Senate Majority Leader Mitch McConnell announced within hours of the death of Justice Antonin Scalia that any nomination of his replacement by Obama would die in the Senate. And Monday, Ohio’s Republican U.S. Sen. Rob Portman said the country should “trust the American people to weigh in on who should make a lifetime appointment that could reshape the Supreme Court for generations.”
His counterpart, Sherrod Brown, says the American people already made that important choice in electing Barack Obama.

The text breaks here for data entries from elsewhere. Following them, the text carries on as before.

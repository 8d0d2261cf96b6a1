//! Session state owned by the controller

use crate::backend::PageRequest;
use crate::filters::AppliedFilters;
use crate::stream::{SessionHandle, SessionId};

/// Coarse controller phase
#[derive(Debug, Clone, Copy, PartialEq, Eq, Default)]
pub enum SearchPhase {
    /// Nothing requested yet, or a search was cancelled before any result
    #[default]
    Idle,
    /// A request is parked until remote configuration arrives
    AwaitingConfig,
    /// A session is streaming
    Loading,
    /// Last session completed
    Loaded,
    /// Last session failed
    Errored,
}

/// A request parked before the page size was known
#[derive(Debug, Clone, PartialEq, Eq)]
pub struct DeferredSearch {
    pub query: String,
    pub page: u32,
    pub is_new_request: bool,
}

/// The session currently allowed to touch state
#[derive(Debug)]
pub struct ActiveSearch {
    pub(crate) handle: SessionHandle,
    pub(crate) request: PageRequest,
    pub(crate) is_new_request: bool,
    /// Rendered count and `has_more` before this request, restored if a
    /// pagination request is abandoned
    pub(crate) rendered_at_start: usize,
    pub(crate) has_more_at_start: bool,
}

impl ActiveSearch {
    #[must_use]
    pub fn id(&self) -> SessionId {
        self.handle.id()
    }

    #[must_use]
    pub fn request(&self) -> &PageRequest {
        &self.request
    }

    #[must_use]
    pub fn is_new_request(&self) -> bool {
        self.is_new_request
    }
}

/// Everything the controller knows about the current search
#[derive(Debug, Default)]
pub struct SessionState {
    pub(crate) phase: SearchPhase,
    pub(crate) current_query: Option<String>,
    pub(crate) page_index: u32,
    pub(crate) has_more: bool,
    pub(crate) is_loading: bool,
    /// Items currently handed to the presenter
    pub(crate) rendered_count: usize,
    pub(crate) config_loaded: bool,
    pub(crate) page_size: Option<u32>,
    pub(crate) max_results_limit: Option<u32>,
    pub(crate) pending_request: Option<DeferredSearch>,
    pub(crate) active: Option<ActiveSearch>,
    /// Backend-reported filters of the current query, before exclusion
    pub(crate) applied_filters: Option<AppliedFilters>,
    /// Chips currently shown after exclusion
    pub(crate) visible_chip_count: usize,
}

impl SessionState {
    #[must_use]
    pub fn phase(&self) -> SearchPhase {
        self.phase
    }

    #[must_use]
    pub fn current_query(&self) -> Option<&str> {
        self.current_query.as_deref()
    }

    #[must_use]
    pub fn page_index(&self) -> u32 {
        self.page_index
    }

    #[must_use]
    pub fn has_more(&self) -> bool {
        self.has_more
    }

    #[must_use]
    pub fn is_loading(&self) -> bool {
        self.is_loading
    }

    #[must_use]
    pub fn rendered_count(&self) -> usize {
        self.rendered_count
    }

    #[must_use]
    pub fn config_loaded(&self) -> bool {
        self.config_loaded
    }

    #[must_use]
    pub fn page_size(&self) -> Option<u32> {
        self.page_size
    }

    #[must_use]
    pub fn max_results_limit(&self) -> Option<u32> {
        self.max_results_limit
    }

    #[must_use]
    pub fn pending_request(&self) -> Option<&DeferredSearch> {
        self.pending_request.as_ref()
    }

    #[must_use]
    pub fn active(&self) -> Option<&ActiveSearch> {
        self.active.as_ref()
    }

    #[must_use]
    pub fn active_session(&self) -> Option<SessionId> {
        self.active.as_ref().map(ActiveSearch::id)
    }

    #[must_use]
    pub fn visible_chip_count(&self) -> usize {
        self.visible_chip_count
    }

    /// The "load more" affordance is enabled exactly when this holds.
    #[must_use]
    pub fn can_load_more(&self) -> bool {
        self.has_more && !self.is_loading
    }
}
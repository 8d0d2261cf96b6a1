//! Configuration module for the search session client
//!
//! This module provides the `ClientConfig` struct and its type-safe builder
//! with validation and defaults.

// Sub-modules
pub mod builder;
pub mod getters;
pub mod types;

// Re-exports for public API
pub use builder::{ClientConfigBuilder, WithBaseUrl};
pub use types::ClientConfig;
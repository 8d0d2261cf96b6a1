//! Per-query set of filter values the user has removed

use std::collections::BTreeMap;

use tracing::debug;

use super::types::{AppliedFilters, FilterCategory, FilterGroup};

/// Values excluded from the current query's results, per category
///
/// Values keep insertion order and never repeat. The store is cleared when a
/// new manual query starts and survives pagination.
#[derive(Debug, Clone, Default, PartialEq, Eq)]
pub struct FilterExclusionStore {
    excluded: BTreeMap<FilterCategory, Vec<String>>,
}

impl FilterExclusionStore {
    #[must_use]
    pub fn new() -> Self {
        Self::default()
    }

    /// Record an exclusion. Returns `false` if the value was already excluded.
    pub fn exclude(&mut self, category: FilterCategory, value: impl Into<String>) -> bool {
        let value = value.into();
        let values = self.excluded.entry(category).or_default();
        if values.contains(&value) {
            debug!(category = %category, value = %value, "Filter value already excluded");
            return false;
        }
        values.push(value);
        true
    }

    #[must_use]
    pub fn is_excluded(&self, category: FilterCategory, value: &str) -> bool {
        self.excluded
            .get(&category)
            .is_some_and(|values| values.iter().any(|v| v == value))
    }

    /// Drop every exclusion.
    pub fn reset_all(&mut self) {
        self.excluded.clear();
    }

    #[must_use]
    pub fn is_empty(&self) -> bool {
        self.excluded.values().all(Vec::is_empty)
    }

    /// Excluded values for one category, in the order they were added
    #[must_use]
    pub fn values(&self, category: FilterCategory) -> &[String] {
        self.excluded
            .get(&category)
            .map(Vec::as_slice)
            .unwrap_or_default()
    }

    /// Remove excluded values from backend-reported filters.
    ///
    /// Matching is by exact string. Categories left with no values are
    /// dropped, and unknown categories pass through untouched.
    #[must_use]
    pub fn filter_visible(&self, applied: &AppliedFilters) -> AppliedFilters {
        applied
            .groups()
            .iter()
            .filter_map(|group| {
                let values: Vec<String> = match group.known_category() {
                    Some(category) => group
                        .values
                        .iter()
                        .filter(|value| !self.is_excluded(category, value))
                        .cloned()
                        .collect(),
                    None => group.values.clone(),
                };
                (!values.is_empty()).then(|| FilterGroup::new(group.category.clone(), values))
            })
            .collect()
    }

    /// Exclusions as the JSON object sent in the `excludedFilters` query parameter
    ///
    /// Returns `None` when nothing is excluded so the parameter is omitted.
    pub fn to_query_json(&self) -> Result<Option<String>, serde_json::Error> {
        if self.is_empty() {
            return Ok(None);
        }
        let wire: BTreeMap<&'static str, &[String]> = self
            .excluded
            .iter()
            .filter(|(_, values)| !values.is_empty())
            .map(|(category, values)| (category.as_str(), values.as_slice()))
            .collect();
        serde_json::to_string(&wire).map(Some)
    }
}
//! Backend boundary
//!
//! The controller only ever talks to a [`SearchBackend`]: one call for the
//! remote configuration and one to open a result stream. [`HttpBackend`] is
//! the real implementation; tests script their own.

pub mod http;
pub mod types;

use futures::future::BoxFuture;

use crate::stream::{MessageStream, SearchResult};

pub use http::HttpBackend;
pub use types::{PageRequest, RemoteConfig};

/// Source of remote configuration and streaming search results
///
/// Returned futures are `'static` so the controller can hold them across
/// its own `&mut self` calls and sessions can own them on spawned tasks.
pub trait SearchBackend: Send + Sync + 'static {
    /// Fetch `{ defaultPageSize, maxResultsLimit }`.
    fn fetch_config(&self) -> BoxFuture<'static, SearchResult<RemoteConfig>>;

    /// Open the event stream for one page request.
    ///
    /// The returned stream yields one raw JSON payload per event. Dropping it
    /// closes the connection.
    fn open_stream(&self, request: PageRequest) -> BoxFuture<'static, SearchResult<MessageStream>>;
}

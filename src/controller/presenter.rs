//! Presentation boundary
//!
//! The controller pushes fully prepared output through [`Presenter`] and never
//! asks it anything back. Rendered counts and chip counts are tracked on the
//! controller side.

use serde::Serialize;

use crate::filters::AppliedFilters;
use crate::highlight::Highlighter;
use crate::stream::ResultItem;
use crate::utils::{DEFAULT_ITEM_KIND, KEYWORD_SEPARATOR, UNKNOWN_AUTHOR};

/// What the loading indicator should say
#[derive(Debug, Clone, Copy, PartialEq, Eq, Serialize)]
pub enum LoadingPhase {
    /// Request sent, nothing back yet
    Searching,
    /// Exact matches shown, semantic matches still coming
    SemanticPending,
}

impl LoadingPhase {
    #[must_use]
    pub fn label(self) -> &'static str {
        match self {
            LoadingPhase::Searching => "Buscando...",
            LoadingPhase::SemanticPending => "Buscando resultados semânticos...",
        }
    }
}

/// A result ready for display, with highlighting already applied
#[derive(Debug, Clone, PartialEq, Eq, Serialize)]
pub struct RenderedItem {
    /// 1-based position across all loaded pages
    pub position: usize,
    pub id: Option<i64>,
    pub heading: String,
    pub author: String,
    pub summary: String,
    pub keywords: Vec<String>,
    pub pdf_link: Option<String>,
    pub portal_link: Option<String>,
    pub legislative_link: Option<String>,
}

impl RenderedItem {
    /// Project a backend item into display text.
    #[must_use]
    pub fn project(item: &ResultItem, position: usize, highlighter: &Highlighter) -> Self {
        let kind = non_blank(item.kind.as_deref()).unwrap_or(DEFAULT_ITEM_KIND);
        let number = item.number.map(|n| n.to_string()).unwrap_or_default();
        let year = item.year.map(|y| y.to_string()).unwrap_or_default();
        let heading = format!("{position}. {kind} {number}/{year}");
        let author = non_blank(item.author.as_deref()).unwrap_or(UNKNOWN_AUTHOR);

        let keywords = item
            .keywords
            .as_deref()
            .map(|raw| {
                raw.split(KEYWORD_SEPARATOR)
                    .map(|k| k.trim().to_lowercase())
                    .filter(|k| !k.is_empty())
                    .map(|k| highlighter.apply(&k))
                    .collect()
            })
            .unwrap_or_default();

        Self {
            position,
            id: item.id,
            heading: highlighter.apply(&heading),
            author: highlighter.apply(author),
            summary: highlighter.apply(item.summary.as_deref().unwrap_or_default()),
            keywords,
            pdf_link: item.pdf_link.clone(),
            portal_link: item.portal_link.clone(),
            legislative_link: item.legislative_link.clone(),
        }
    }
}

fn non_blank(value: Option<&str>) -> Option<&str> {
    value.filter(|v| !v.trim().is_empty())
}

/// Sink for everything the controller wants shown
pub trait Presenter {
    /// Drop rendered results beyond the first `keep`.
    fn truncate_results(&mut self, keep: usize);

    /// Append results after those already rendered.
    fn render_results(&mut self, items: &[RenderedItem]);

    /// Replace the chip groups. An empty value hides the chip area.
    fn render_filters(&mut self, filters: &AppliedFilters);

    /// `None` hides the indicator.
    fn set_loading(&mut self, phase: Option<LoadingPhase>);

    fn show_error(&mut self, message: &str);

    fn hide_error(&mut self);

    fn set_load_more(&mut self, enabled: bool);

    fn set_end_of_results(&mut self, visible: bool);

    /// Called after each terminal batch.
    fn show_summary(&mut self, _shown: usize, _total: Option<u64>) {}
}
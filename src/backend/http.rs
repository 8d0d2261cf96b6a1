//! HTTP implementation of the backend boundary
//!
//! Three endpoints, all `GET`:
//! - config: `{ defaultPageSize, maxResultsLimit }`
//! - stream: `text/event-stream` of `exact`, then `complete` (or `error`) batches
//! - one-shot: a single JSON batch without `resultType`

use std::sync::Arc;

use futures::FutureExt;
use futures::future::BoxFuture;
use reqwest::{Client, Response};
use tracing::{debug, info, warn};
use url::Url;

use super::SearchBackend;
use super::types::{PageRequest, RemoteConfig};
use crate::config::ClientConfig;
use crate::stream::{
    MessageStream, ResultBatch, ResultKind, SearchError, SearchResult, decode_event_stream,
};

/// Search backend reached over HTTP
#[derive(Debug, Clone)]
pub struct HttpBackend {
    client: Client,
    config: Arc<ClientConfig>,
}

impl HttpBackend {
    /// Build the HTTP client from the configuration.
    ///
    /// Only a connect timeout is set on the client. Streams may legitimately
    /// stay open for as long as the backend takes.
    pub fn new(config: ClientConfig) -> SearchResult<Self> {
        let client = Client::builder()
            .connect_timeout(config.connect_timeout())
            .user_agent(config.user_agent())
            .build()?;
        Ok(Self {
            client,
            config: Arc::new(config),
        })
    }

    #[must_use]
    pub fn config(&self) -> &ClientConfig {
        &self.config
    }

    fn endpoint(&self, path: &str) -> SearchResult<Url> {
        self.config
            .endpoint(path)
            .map_err(|e| SearchError::Transport(format!("invalid endpoint '{path}': {e}")))
    }

    /// URL for a page request against one of the search endpoints
    pub fn search_url(&self, path: &str, request: &PageRequest) -> SearchResult<Url> {
        let mut url = self.endpoint(path)?;
        {
            let mut pairs = url.query_pairs_mut();
            for (name, value) in request.query_pairs() {
                pairs.append_pair(name, &value);
            }
        }
        Ok(url)
    }

    /// Fetch the remote configuration once.
    ///
    /// Every failure, including a non-2xx status or an unparseable body,
    /// comes back as `ConfigUnavailable`.
    pub async fn fetch_remote_config(&self) -> SearchResult<RemoteConfig> {
        let url = self
            .endpoint(self.config.config_path())
            .map_err(|e| SearchError::ConfigUnavailable(e.to_string()))?;

        let response = self
            .client
            .get(url.clone())
            .timeout(self.config.config_timeout())
            .header("Accept", "application/json")
            .send()
            .await
            .map_err(|e| SearchError::ConfigUnavailable(e.to_string()))?;

        if !response.status().is_success() {
            return Err(SearchError::ConfigUnavailable(format!(
                "config request failed with status: {}",
                response.status()
            )));
        }

        let config: RemoteConfig = response
            .json()
            .await
            .map_err(|e| SearchError::ConfigUnavailable(e.to_string()))?;
        info!(
            url = %url,
            default_page_size = ?config.default_page_size,
            max_results_limit = ?config.max_results_limit,
            "Remote configuration loaded"
        );
        Ok(config)
    }

    /// Open the event stream for a page request.
    pub async fn open_event_stream(&self, request: &PageRequest) -> SearchResult<MessageStream> {
        let url = self.search_url(self.config.stream_path(), request)?;
        debug!(url = %url, "Opening search stream");

        let response = self
            .client
            .get(url)
            .header("Accept", "text/event-stream")
            .header("Cache-Control", "no-cache")
            .send()
            .await?;
        let response = check_status(response)?;

        Ok(decode_event_stream(response.bytes_stream()))
    }

    /// Run a page request against the one-shot endpoint.
    ///
    /// The response is a single batch. It is tagged `Complete` here so callers
    /// can treat it like the terminal message of a stream.
    pub async fn search_once(&self, request: &PageRequest) -> SearchResult<ResultBatch> {
        let url = self.search_url(self.config.search_path(), request)?;
        debug!(url = %url, "Running one-shot search");

        let response = self
            .client
            .get(url)
            .header("Accept", "application/json")
            .send()
            .await?;
        let response = check_status(response)?;

        let body = response.text().await?;
        let mut batch: ResultBatch = serde_json::from_str(&body)?;
        if batch.result_type.is_none() {
            batch.result_type = Some(ResultKind::Complete);
        }
        Ok(batch)
    }
}

fn check_status(response: Response) -> SearchResult<Response> {
    let status = response.status();
    if status.is_success() {
        return Ok(response);
    }
    warn!(status = %status, url = %response.url(), "Search request rejected");
    Err(SearchError::Transport(format!(
        "search request failed with status: {status}"
    )))
}

impl SearchBackend for HttpBackend {
    fn fetch_config(&self) -> BoxFuture<'static, SearchResult<RemoteConfig>> {
        let backend = self.clone();
        async move { backend.fetch_remote_config().await }.boxed()
    }

    fn open_stream(&self, request: PageRequest) -> BoxFuture<'static, SearchResult<MessageStream>> {
        let backend = self.clone();
        async move { backend.open_event_stream(&request).await }.boxed()
    }
}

“The voters clearly spoke that they re-elected Obama by a pretty wide margin in ’12 and he’s the president; he should nominate somebody the Senate should consider. Not necessarily vote for him, but at least consider. But they are saying that this president should only have a three-year term and he should be disregarded for the last 11 months and they’re just wrong about that.”
Portman is one of six Senate Republicans facing re-election in a state that voted for President Obama. Both of the Democrats who want to oppose him in the fall, former Gov. Ted Strickland and Cincinnati Councilman P.G. Sittenfeld, say the Supreme Court seat should not remain vacant for a year.